[Data items]
Segment Open

//! Chart payloads and static display tables.
//!
//! Both charts are display-only projections of the six raw inputs onto a
//! roughly 0-10 scale.

use crate::types::profile::StudentProfile;
use serde::Serialize;

/// Radial axis range of the profile chart
pub const RADAR_RANGE: [f64; 2] = [0.0, 10.0];

/// Radar chart of the current inputs (five axes, internship excluded)
#[derive(Debug, Clone, PartialEq, Serialize)]
pub struct RadarChart {
    pub categories: Vec<&'static str>,
    pub values: Vec<f64>,
    pub range: [f64; 2],
}

/// Per-feature bar chart
#[derive(Debug, Clone, PartialEq, Serialize)]
pub struct BarChart {
    pub title: &'static str,
    pub features: Vec<&'static str>,
    pub values: Vec<f64>,
}

/// Build the five-axis profile chart.
pub fn radar(profile: &StudentProfile) -> RadarChart {
    RadarChart {
        categories: vec![
            "IQ Score",
            "Academic Perf.",
            "Prev. Semester",
            "Communication",
            "Projects",
        ],
        values: vec![
            f64::from(profile.iq()) / 20.0,
            f64::from(profile.academic_performance()),
            profile.prev_sem_result(),
            f64::from(profile.communication_skills()),
            f64::from(profile.projects_completed()) / 2.0,
        ],
        range: RADAR_RANGE,
    }
}

/// Build the feature contribution bar chart.
///
/// Projects are plotted raw here (not halved as on the radar).
pub fn feature_bars(profile: &StudentProfile) -> BarChart {
    BarChart {
        title: "Current Profile Strengths",
        features: vec![
            "IQ Score",
            "Previous Semester",
            "Academic Performance",
            "Internship Experience",
            "Communication Skills",
            "Projects Completed",
        ],
        values: vec![
            f64::from(profile.iq()) / 20.0,
            profile.prev_sem_result(),
            f64::from(profile.academic_performance()),
            if profile.internship_experience() { 10.0 } else { 0.0 },
            f64::from(profile.communication_skills()),
            f64::from(profile.projects_completed()),
        ],
    }
}

/// Displayed feature importance. Static constants, not read from the model.
pub const FEATURE_IMPORTANCE: [(&str, f64); 6] = [
    ("Academic Performance", 0.25),
    ("Communication Skills", 0.20),
    ("IQ Score", 0.18),
    ("Projects Completed", 0.15),
    ("Previous Semester", 0.12),
    ("Internship Experience", 0.10),
];

/// Sidebar tips for better placement
pub const PLACEMENT_TIPS: [&str; 5] = [
    "Focus on improving communication skills",
    "Complete more practical projects",
    "Gain internship experience",
    "Maintain consistent academic performance",
    "Develop problem-solving abilities",
];
//! HTML rendering of the form page.

use std::fmt::Write;

use crate::assessment::Assessment;
use crate::charts::{RadarChart, FEATURE_IMPORTANCE, PLACEMENT_TIPS};
use crate::insights::Bullet;
use crate::models::inference::PredictionError;
use crate::types::profile::{ProfileError, ProfileForm, StudentProfile};

const STYLE: &str = include_str!("../../static/style.css");

/// What to show below the form
pub enum Outcome<'a> {
    /// Page opened, nothing submitted yet
    Empty,
    /// Submission rejected by validation
    Invalid(&'a ProfileError),
    /// Classifier raised an error
    Failed(&'a PredictionError),
    /// Successful submission
    Assessed(&'a Assessment),
}

/// Render the whole page. `radar` is the chart for the inputs currently in
/// the form, when they are valid.
pub fn render_page(form: &ProfileForm, radar: Option<&RadarChart>, outcome: &Outcome<'_>) -> String {
    let mut out = String::with_capacity(16 * 1024);

    let _ = writeln!(out, "<!DOCTYPE html>");
    let _ = writeln!(out, "<html lang=\"en\">");
    let _ = writeln!(out, "<head>");
    let _ = writeln!(out, "<meta charset=\"utf-8\">");
    let _ = writeln!(out, "<title>🎓 Student Placement Predictor</title>");
    let _ = writeln!(
        out,
        "<script src=\"https://cdn.plot.ly/plotly-2.35.2.min.js\" charset=\"utf-8\"></script>"
    );
    let _ = writeln!(out, "<style>{}</style>", STYLE);
    let _ = writeln!(out, "</head>");
    let _ = writeln!(out, "<body>");
    let _ = writeln!(
        out,
        "<div class=\"main-title\">🎓 AI-Powered Student Placement Predictor</div>"
    );
    let _ = writeln!(
        out,
        "<div class=\"sub-title\">Machine learning model to predict student placement probability with detailed insights</div>"
    );
    let _ = writeln!(out, "<div class=\"layout\">");

    render_sidebar(&mut out);

    let _ = writeln!(out, "<main>");
    let _ = writeln!(out, "<div class=\"columns\">");
    render_form(&mut out, form);
    render_summary(&mut out, radar);
    let _ = writeln!(out, "</div>");

    match outcome {
        Outcome::Empty => {}
        Outcome::Invalid(e) => render_error(&mut out, &e.to_string()),
        Outcome::Failed(e) => render_error(&mut out, &e.to_string()),
        Outcome::Assessed(assessment) => render_assessment(&mut out, assessment),
    }

    let _ = writeln!(out, "</main>");
    let _ = writeln!(out, "</div>");
    let _ = writeln!(
        out,
        "<footer><p>🎓 Student Placement Predictor • Built with Rust &amp; Machine Learning</p><p>⚡ Powered by Random Forest Algorithm • Last Updated: {}</p></footer>",
        chrono::Local::now().format("%B %Y")
    );
    let _ = writeln!(out, "</body>");
    let _ = writeln!(out, "</html>");

    out
}

fn render_sidebar(out: &mut String) {
    let _ = writeln!(out, "<aside>");
    let _ = writeln!(out, "<h2>📊 About This Tool</h2>");
    let _ = writeln!(
        out,
        "<div class=\"info-box\"><strong>🤖 Model Information:</strong><br>• Random Forest Algorithm<br>• 6 Key Features Analysis<br>• Real-time Processing</div>"
    );
    let _ = writeln!(out, "<h3>📈 Feature Importance</h3>");
    let _ = writeln!(out, "<dl class=\"importance\">");
    for (feature, importance) in FEATURE_IMPORTANCE.iter() {
        let _ = writeln!(
            out,
            "<dt>{}</dt><dd>{:.1}%</dd>",
            feature,
            importance * 100.0
        );
    }
    let _ = writeln!(out, "</dl>");
    let _ = writeln!(out, "<h3>🎯 Tips for Better Placement</h3>");
    let _ = writeln!(out, "<ul>");
    for tip in PLACEMENT_TIPS.iter() {
        let _ = writeln!(out, "<li>{}</li>", tip);
    }
    let _ = writeln!(out, "</ul>");
    let _ = writeln!(out, "</aside>");
}

fn render_form(out: &mut String, form: &ProfileForm) {
    let defaults = ProfileForm::from(&StudentProfile::default());
    let value = |submitted: &Option<String>, default: &Option<String>| {
        escape(submitted.as_deref().or(default.as_deref()).unwrap_or(""))
    };

    let _ = writeln!(out, "<section class=\"input-section\">");
    let _ = writeln!(out, "<h3>📝 Student Profile Input</h3>");
    let _ = writeln!(out, "<form method=\"post\" action=\"/\">");
    let _ = writeln!(out, "<h4>🎓 Academic Metrics</h4>");
    number_input(
        out,
        "iq",
        "🧠 IQ Score",
        &value(&form.iq, &defaults.iq),
        "50",
        "200",
        "1",
        "General intelligence quotient (50-200)",
    );
    number_input(
        out,
        "academic_performance",
        "📚 Academic Performance",
        &value(&form.academic_performance, &defaults.academic_performance),
        "0",
        "10",
        "1",
        "Overall academic performance (0-10)",
    );
    number_input(
        out,
        "prev_sem_result",
        "📊 Previous Semester Result",
        &value(&form.prev_sem_result, &defaults.prev_sem_result),
        "0",
        "10",
        "0.1",
        "Previous semester GPA/percentage (0-10)",
    );
    number_input(
        out,
        "communication_skills",
        "🗣️ Communication Skills",
        &value(&form.communication_skills, &defaults.communication_skills),
        "0",
        "10",
        "1",
        "Verbal and written communication ability (0-10)",
    );

    let _ = writeln!(out, "<h4>💼 Experience &amp; Skills</h4>");
    let internship = form
        .internship_experience
        .as_deref()
        .and_then(|raw| crate::types::profile::parse_toggle(raw).ok())
        .unwrap_or(false);
    let _ = writeln!(
        out,
        "<label for=\"internship_experience\" title=\"Has completed at least one internship\">💼 Internship Experience</label>"
    );
    let _ = writeln!(
        out,
        "<select id=\"internship_experience\" name=\"internship_experience\"><option value=\"No\"{}>No</option><option value=\"Yes\"{}>Yes</option></select>",
        if internship { "" } else { " selected" },
        if internship { " selected" } else { "" }
    );
    number_input(
        out,
        "projects_completed",
        "📁 Projects Completed",
        &value(&form.projects_completed, &defaults.projects_completed),
        "0",
        "20",
        "1",
        "Number of significant projects completed",
    );

    let _ = writeln!(
        out,
        "<button type=\"submit\">🔍 Predict Placement Probability</button>"
    );
    let _ = writeln!(out, "</form>");
    let _ = writeln!(out, "</section>");
}

#[allow(clippy::too_many_arguments)]
fn number_input(
    out: &mut String,
    name: &str,
    label: &str,
    value: &str,
    min: &str,
    max: &str,
    step: &str,
    help: &str,
) {
    let _ = writeln!(
        out,
        "<label for=\"{name}\" title=\"{help}\">{label}</label><input type=\"number\" id=\"{name}\" name=\"{name}\" value=\"{value}\" min=\"{min}\" max=\"{max}\" step=\"{step}\" required>"
    );
}

fn render_summary(out: &mut String, radar: Option<&RadarChart>) {
    let _ = writeln!(out, "<section class=\"summary\">");
    let _ = writeln!(out, "<h3>📊 Input Summary</h3>");
    if let Some(radar) = radar {
        let _ = writeln!(out, "<div id=\"radar-chart\" class=\"chart\"></div>");
        let _ = writeln!(
            out,
            "<script>const radar = {};\nPlotly.newPlot('radar-chart', [{{type: 'scatterpolar', r: radar.values, theta: radar.categories, fill: 'toself', name: 'Current Profile', line: {{color: '#2E8B57'}}}}], {{polar: {{radialaxis: {{visible: true, range: radar.range}}}}, showlegend: false, height: 300, margin: {{l: 0, r: 0, t: 0, b: 0}}}});</script>",
            script_json(radar)
        );
    }
    let _ = writeln!(out, "</section>");
}

fn render_error(out: &mut String, message: &str) {
    let _ = writeln!(out, "<div class=\"error\">{}</div>", escape(message));
}

fn render_assessment(out: &mut String, assessment: &Assessment) {
    let prediction = &assessment.prediction;
    let (class, icon) = if prediction.label {
        ("result-success", "✅")
    } else {
        ("result-warning", "⚠️")
    };

    let _ = writeln!(out, "<hr>");
    let _ = writeln!(
        out,
        "<div class=\"{}\"><h2>{} Placement Prediction: {}</h2><h3>Probability: {:.1}%</h3><p>{}</p></div>",
        class,
        icon,
        prediction.headline(),
        prediction.probability_percent,
        prediction.summary()
    );

    let _ = writeln!(out, "<div class=\"columns\">");
    let _ = writeln!(out, "<section>");
    let _ = writeln!(out, "<h3>📈 Detailed Analysis</h3>");
    bullet_list(out, "🎯 Key Strengths:", &assessment.insights.strengths);
    bullet_list(out, "🔧 Areas for Improvement:", &assessment.insights.weaknesses);
    let _ = writeln!(out, "</section>");

    let _ = writeln!(out, "<section>");
    let _ = writeln!(out, "<h3>🎯 Recommendations</h3>");
    let _ = writeln!(out, "<ol class=\"recommendations\">");
    for recommendation in &assessment.insights.recommendations {
        let _ = writeln!(out, "<li>{}</li>", recommendation);
    }
    let _ = writeln!(out, "</ol>");
    let _ = writeln!(out, "</section>");
    let _ = writeln!(out, "</div>");

    let _ = writeln!(out, "<h3>📊 Feature Contribution Analysis</h3>");
    let _ = writeln!(out, "<div id=\"bar-chart\" class=\"chart\"></div>");
    let _ = writeln!(
        out,
        "<script>const bars = {};\nPlotly.newPlot('bar-chart', [{{type: 'bar', x: bars.features, y: bars.values, marker: {{color: bars.values, colorscale: 'Viridis'}}}}], {{title: bars.title, xaxis: {{title: 'Features'}}, yaxis: {{title: 'Score (Normalized)'}}, showlegend: false, height: 400}});</script>",
        script_json(&assessment.feature_bars)
    );
}

fn bullet_list(out: &mut String, heading: &str, bullets: &[Bullet]) {
    if bullets.is_empty() {
        return;
    }
    let _ = writeln!(out, "<p><strong>{}</strong></p>", heading);
    let _ = writeln!(out, "<ul class=\"bullets\">");
    for bullet in bullets {
        let _ = writeln!(
            out,
            "<li>{} {}</li>",
            bullet.attribute.icon(),
            bullet.text
        );
    }
    let _ = writeln!(out, "</ul>");
}

/// JSON for embedding in a `<script>` element
fn script_json<T: serde::Serialize>(value: &T) -> String {
    serde_json::to_string(value)
        .unwrap_or_else(|_| "null".to_string())
        .replace("</", "<\\/")
}

/// Minimal HTML escaping for text and attribute values
pub fn escape(raw: &str) -> String {
    let mut escaped = String::with_capacity(raw.len());
    for c in raw.chars() {
        match c {
            '&' => escaped.push_str("&amp;"),
            '<' => escaped.push_str("&lt;"),
            '>' => escaped.push_str("&gt;"),
            '"' => escaped.push_str("&quot;"),
            '\'' => escaped.push_str("&#39;"),
            _ => escaped.push(c),
        }
    }
    escaped
}

#[cfg(test)]
mod tests {
    use super::*;
    use crate::assessment::assess;
    use crate::feature_extractor::FeatureRecord;
    use crate::models::{Classifier, Predictor};

    struct AlwaysPlaced;

    impl Classifier for AlwaysPlaced {
        fn name(&self) -> &str {
            "always-placed"
        }

        fn predict(&self, _record: &FeatureRecord) -> anyhow::Result<bool> {
            Ok(true)
        }
    }

    #[test]
    fn test_escape() {
        assert_eq!(
            escape("<script>\"a\" & 'b'</script>"),
            "&lt;script&gt;&quot;a&quot; &amp; &#39;b&#39;&lt;/script&gt;"
        );
    }

    #[test]
    fn test_empty_page_shows_defaults() {
        let page = render_page(&ProfileForm::default(), None, &Outcome::Empty);
        assert!(page.contains("name=\"iq\" value=\"100\""));
        assert!(page.contains("name=\"prev_sem_result\" value=\"7.0\""));
        assert!(page.contains("<option value=\"No\" selected>"));
        assert!(page.contains("Academic Performance</dt><dd>25.0%"));
        assert!(!page.contains("Placement Prediction:"));
    }

    #[test]
    fn test_submitted_values_are_escaped() {
        let form = ProfileForm {
            iq: Some("\"><b>".to_string()),
            ..Default::default()
        };
        let error = form.parse().unwrap_err();
        let page = render_page(&form, None, &Outcome::Invalid(&error));
        assert!(page.contains("value=\"&quot;&gt;&lt;b&gt;\""));
        assert!(!page.contains("\"><b>"));
        assert!(page.contains("class=\"error\""));
    }

    #[test]
    fn test_assessment_sections() {
        let predictor = Predictor::from_classifier(Box::new(AlwaysPlaced));
        let profile = StudentProfile::new(70, 3, 3.0, 3, false, 0).unwrap();
        let assessment = assess(&predictor, &profile).unwrap();

        let form = ProfileForm::from(&profile);
        let radar = crate::charts::radar(&profile);
        let page = render_page(&form, Some(&radar), &Outcome::Assessed(&assessment));

        assert!(page.contains("LIKELY TO BE PLACED"));
        assert!(page.contains("Probability: 85.0%"));
        assert!(page.contains("Areas for Improvement"));
        assert!(!page.contains("Key Strengths"));
        assert!(page.contains("<li>Focus on improving academic grades</li>"));
        assert!(page.contains("Plotly.newPlot('radar-chart'"));
        assert!(page.contains("Plotly.newPlot('bar-chart'"));
    }
}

Segment Closed

**What the task asks:** Give only the number of lines above holding "Failed".

**Solved problem:** 2